Tracked as CVE-2022-27924 (CVSS score: 7.5), the issue has been characterised as a case of “Memcached poisoning with unauthenticated ask for,” . This case says an adversary can inject malicious commands and siphon delicate facts.
This is enabled by poisoning the IMAP path cache entrances in the Memcached web server. Finally they use of to search for Zimbra individuals and also ahead their HTTP demands to suitable backend solutions.
Given that Memcached incoming requests parse line-by-line, vulnerabilities allow an attacker to send a specially created lookup request to the server CRLF characters .This allows the server to execute unwanted commands.

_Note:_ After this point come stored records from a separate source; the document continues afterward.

//! Report rows and CSV sinks.
//!
//! The reporter writes classified members verbatim: never-posted and
//! inactive members go to the inactive sink, active members go to the active
//! sink when one is configured.

use std::fs::File;
use std::io::Write;
use std::path::Path;

use anyhow::{Context, Result};
use chrono::SecondsFormat;

use crate::classify::{Activity, ClassifiedMember};

pub const HEADER: [&str; 2] = ["Username", "Last Message Time"];

/// Written in place of a timestamp for members with no message.
pub const NEVER_POSTED: &str = "Never sent a message";

/// One output line.
#[derive(Debug, Clone, PartialEq, Eq)]
pub struct ReportRow {
    pub display_name: String,
    pub last_message: String,
}

impl ReportRow {
    pub fn from_classified(classified: &ClassifiedMember) -> Self {
        let last_message = match classified.activity.last_seen() {
            Some(at) => at.to_rfc3339_opts(SecondsFormat::Secs, true),
            None => NEVER_POSTED.to_string(),
        };
        Self {
            display_name: classified.member.display_name.clone(),
            last_message,
        }
    }
}

/// Destination for report rows.
pub trait ReportSink {
    fn write_row(&mut self, row: &ReportRow) -> Result<()>;

    fn finish(&mut self) -> Result<()> {
        Ok(())
    }
}

/// CSV sink with the `Username, Last Message Time` header.
pub struct CsvSink<W: Write> {
    writer: csv::Writer<W>,
}

impl CsvSink<File> {
    /// Create (or truncate) `path` and write the header row.
    pub fn create(path: &Path) -> Result<Self> {
        let file = File::create(path)
            .with_context(|| format!("Could not create report file: {}", path.display()))?;
        Self::new(file)
    }
}

impl<W: Write> CsvSink<W> {
    pub fn new(inner: W) -> Result<Self> {
        let mut writer = csv::Writer::from_writer(inner);
        writer.write_record(HEADER)?;
        Ok(Self { writer })
    }

    pub fn into_inner(self) -> Result<W> {
        self.writer
            .into_inner()
            .map_err(|e| anyhow::anyhow!("Failed to flush report: {}", e.error()))
    }
}

impl<W: Write> ReportSink for CsvSink<W> {
    fn write_row(&mut self, row: &ReportRow) -> Result<()> {
        self.writer
            .write_record([row.display_name.as_str(), row.last_message.as_str()])?;
        Ok(())
    }

    fn finish(&mut self) -> Result<()> {
        self.writer.flush()?;
        Ok(())
    }
}

/// Rows handed to each sink by `Report::write`.
#[derive(Debug, Clone, Copy, Default, PartialEq, Eq)]
pub struct ReportCounts {
    pub inactive_rows: usize,
    pub active_rows: usize,
}

/// Routes classified members to their sinks.
pub struct Report<'a> {
    inactive: &'a mut dyn ReportSink,
    active: Option<&'a mut dyn ReportSink>,
}

impl<'a> Report<'a> {
    pub fn new(inactive: &'a mut dyn ReportSink, active: Option<&'a mut dyn ReportSink>) -> Self {
        Self { inactive, active }
    }

    pub fn write(mut self, results: &[ClassifiedMember]) -> Result<ReportCounts> {
        let mut counts = ReportCounts::default();

        for classified in results {
            let row = ReportRow::from_classified(classified);
            match classified.activity {
                Activity::NeverPosted | Activity::Inactive(_) => {
                    self.inactive.write_row(&row)?;
                    counts.inactive_rows += 1;
                }
                Activity::Active(_) => {
                    if let Some(active) = self.active.as_mut() {
                        active.write_row(&row)?;
                        counts.active_rows += 1;
                    }
                }
            }
        }

        self.inactive.finish()?;
        if let Some(active) = self.active.as_mut() {
            active.finish()?;
        }

        Ok(counts)
    }
}

#[cfg(test)]
mod tests {
    use super::*;
    use crate::model::Member;
    use chrono::{TimeZone, Utc};

    #[derive(Default)]
    struct VecSink {
        rows: Vec<ReportRow>,
        finished: bool,
    }

    impl ReportSink for VecSink {
        fn write_row(&mut self, row: &ReportRow) -> Result<()> {
            self.rows.push(row.clone());
            Ok(())
        }

        fn finish(&mut self) -> Result<()> {
            self.finished = true;
            Ok(())
        }
    }

    fn classified(name: &str, activity: Activity) -> ClassifiedMember {
        ClassifiedMember {
            member: Member::human(name, name),
            activity,
        }
    }

    fn sample() -> Vec<ClassifiedMember> {
        let at = Utc.with_ymd_and_hms(2024, 5, 1, 12, 0, 0).unwrap();
        vec![
            classified("ghost", Activity::NeverPosted),
            classified("busy", Activity::Active(at)),
            classified("quiet", Activity::Inactive(at)),
        ]
    }

    #[test]
    fn test_row_formatting() {
        let rows: Vec<_> = sample().iter().map(ReportRow::from_classified).collect();
        assert_eq!(rows[0].last_message, NEVER_POSTED);
        assert_eq!(rows[1].last_message, "2024-05-01T12:00:00Z");
        assert_eq!(rows[2].display_name, "quiet");
    }

    #[test]
    fn test_routes_rows_by_activity() {
        let mut inactive = VecSink::default();
        let mut active = VecSink::default();

        let counts = Report::new(&mut inactive, Some(&mut active as &mut dyn ReportSink))
            .write(&sample())
            .unwrap();

        let names: Vec<_> = inactive.rows.iter().map(|r| r.display_name.as_str()).collect();
        assert_eq!(names, vec!["ghost", "quiet"]);
        assert_eq!(active.rows.len(), 1);
        assert_eq!(active.rows[0].display_name, "busy");
        assert_eq!(counts, ReportCounts { inactive_rows: 2, active_rows: 1 });
        assert!(inactive.finished && active.finished);
    }

    #[test]
    fn test_active_rows_dropped_without_active_sink() {
        let mut inactive = VecSink::default();
        let counts = Report::new(&mut inactive, None).write(&sample()).unwrap();

        assert_eq!(inactive.rows.len(), 2);
        assert_eq!(counts.active_rows, 0);
    }

    #[test]
    fn test_csv_output() {
        let mut sink = CsvSink::new(Vec::new()).unwrap();
        Report::new(&mut sink, None).write(&sample()).unwrap();

        let bytes = sink.into_inner().unwrap();
        let text = String::from_utf8(bytes).unwrap();
        assert_eq!(
            text,
            "Username,Last Message Time\nghost,Never sent a message\nquiet,2024-05-01T12:00:00Z\n"
        );
    }

    #[test]
    fn test_csv_quotes_awkward_names() {
        let mut sink = CsvSink::new(Vec::new()).unwrap();
        sink.write_row(&ReportRow {
            display_name: "smith, jr".to_string(),
            last_message: NEVER_POSTED.to_string(),
        })
        .unwrap();

        let text = String::from_utf8(sink.into_inner().unwrap()).unwrap();
        assert!(text.ends_with("\"smith, jr\",Never sent a message\n"));
    }

    #[test]
    fn test_create_file_sink() {
        let dir = tempfile::tempdir().unwrap();
        let path = dir.path().join("inactive.csv");

        let mut sink = CsvSink::create(&path).unwrap();
        Report::new(&mut sink, None).write(&sample()).unwrap();
        drop(sink);

        let text = std::fs::read_to_string(&path).unwrap();
        assert!(text.starts_with("Username,Last Message Time\n"));
        assert_eq!(text.lines().count(), 3);
    }

    #[test]
    fn test_create_fails_for_missing_directory() {
        let dir = tempfile::tempdir().unwrap();
        let path = dir.path().join("missing").join("inactive.csv");
        assert!(CsvSink::create(&path).is_err());
    }
}
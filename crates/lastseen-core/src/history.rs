//! Paginated history traversal.
//!
//! Walks a source backward in time one page at a time and stops as soon as
//! the messages fall outside the window of interest, instead of paging to
//! the start of history.

use chrono::{DateTime, Utc};
use serde::{Deserialize, Serialize};
use tracing::debug;

use crate::model::{Message, Source};
use crate::platform::{ChatPlatform, PlatformError, MESSAGE_PAGE_SIZE};

/// How far the fetcher trusts the server's page ordering.
#[derive(Debug, Clone, Copy, PartialEq, Eq, Default, Serialize, Deserialize)]
#[serde(rename_all = "snake_case")]
pub enum PageOrdering {
    /// Pages are strictly newest-to-oldest. The first message older than the
    /// lower bound ends the traversal.
    #[default]
    NewestFirst,
    /// No ordering guarantee. Every page is scanned in full and another page
    /// is requested only if this one still had an in-window message.
    Unordered,
}

/// Knobs for a single history traversal.
#[derive(Debug, Clone, Copy)]
pub struct FetchOptions {
    pub page_size: usize,
    pub ordering: PageOrdering,
}

impl Default for FetchOptions {
    fn default() -> Self {
        Self {
            page_size: MESSAGE_PAGE_SIZE,
            ordering: PageOrdering::NewestFirst,
        }
    }
}

/// Fetch every human-authored message in `source` created at or after
/// `lower_bound`, newest first.
///
/// Any page failure aborts the traversal and drops what was collected for
/// this source; the caller decides whether to skip it.
pub async fn fetch_history(
    platform: &dyn ChatPlatform,
    source: &Source,
    lower_bound: DateTime<Utc>,
    options: &FetchOptions,
) -> Result<Vec<Message>, PlatformError> {
    let mut collected = Vec::new();
    let mut cursor: Option<String> = None;
    let mut pages = 0usize;

    loop {
        debug!("{}: fetching page before {:?}", source.label(), cursor);

        let page = platform
            .fetch_page(&source.id, options.page_size, cursor.as_deref())
            .await?;
        pages += 1;

        let Some(oldest) = page.last() else {
            break;
        };
        let next_cursor = oldest.id.clone();

        let reached_bound = match options.ordering {
            PageOrdering::NewestFirst => take_until_bound(page, lower_bound, &mut collected),
            PageOrdering::Unordered => !take_in_window(page, lower_bound, &mut collected),
        };

        if reached_bound {
            debug!("{}: reached lower bound {}", source.label(), lower_bound);
            break;
        }

        // Position is independent of the authorship filter.
        cursor = Some(next_cursor);
    }

    debug!(
        "{}: {} messages in window across {} pages",
        source.label(),
        collected.len(),
        pages
    );
    Ok(collected)
}

/// Collect messages until the first one older than `lower_bound`.
///
/// Returns `true` when that message was found.
fn take_until_bound(
    page: Vec<Message>,
    lower_bound: DateTime<Utc>,
    collected: &mut Vec<Message>,
) -> bool {
    for message in page {
        if message.created_at < lower_bound {
            return true;
        }
        if !message.automated {
            collected.push(message);
        }
    }
    false
}

/// Collect every in-window message of the page.
///
/// Returns `true` when at least one message of the page was in the window.
fn take_in_window(
    page: Vec<Message>,
    lower_bound: DateTime<Utc>,
    collected: &mut Vec<Message>,
) -> bool {
    let mut any_in_window = false;
    for message in page {
        if message.created_at < lower_bound {
            continue;
        }
        any_in_window = true;
        if !message.automated {
            collected.push(message);
        }
    }
    any_in_window
}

However the flaw exists for the reason that “newline people (rn) are not escaped in untrusted person enter,” the scientists explained. “This code flaw eventually enables attackers to steal cleartext credentials from end users of focused Zimbra cases.” Reference image sonarsource:
Vulnerability (CVE-2022-27924) – CRLF injection in Memcached lookups
Memcached uses a text-based protocol that interprets incoming data line by line. This means that if an attacker would be able to inject newline characters into the username of Memcached lookup to execute malicious Memcached commands.
Patch for Zimbra
Zimbra patched the vulnerability by creating a SHA-256 hash of all Memcache keys before sending them to the Memcache server. As the hex-string representation of a SHA-256 can’t contain whitespaces, no new-lines can be injected anymore.
The fixed versions are respectively 8.8.15 with Patch level 31.1 and 9.0.0 with Patch level 24.1.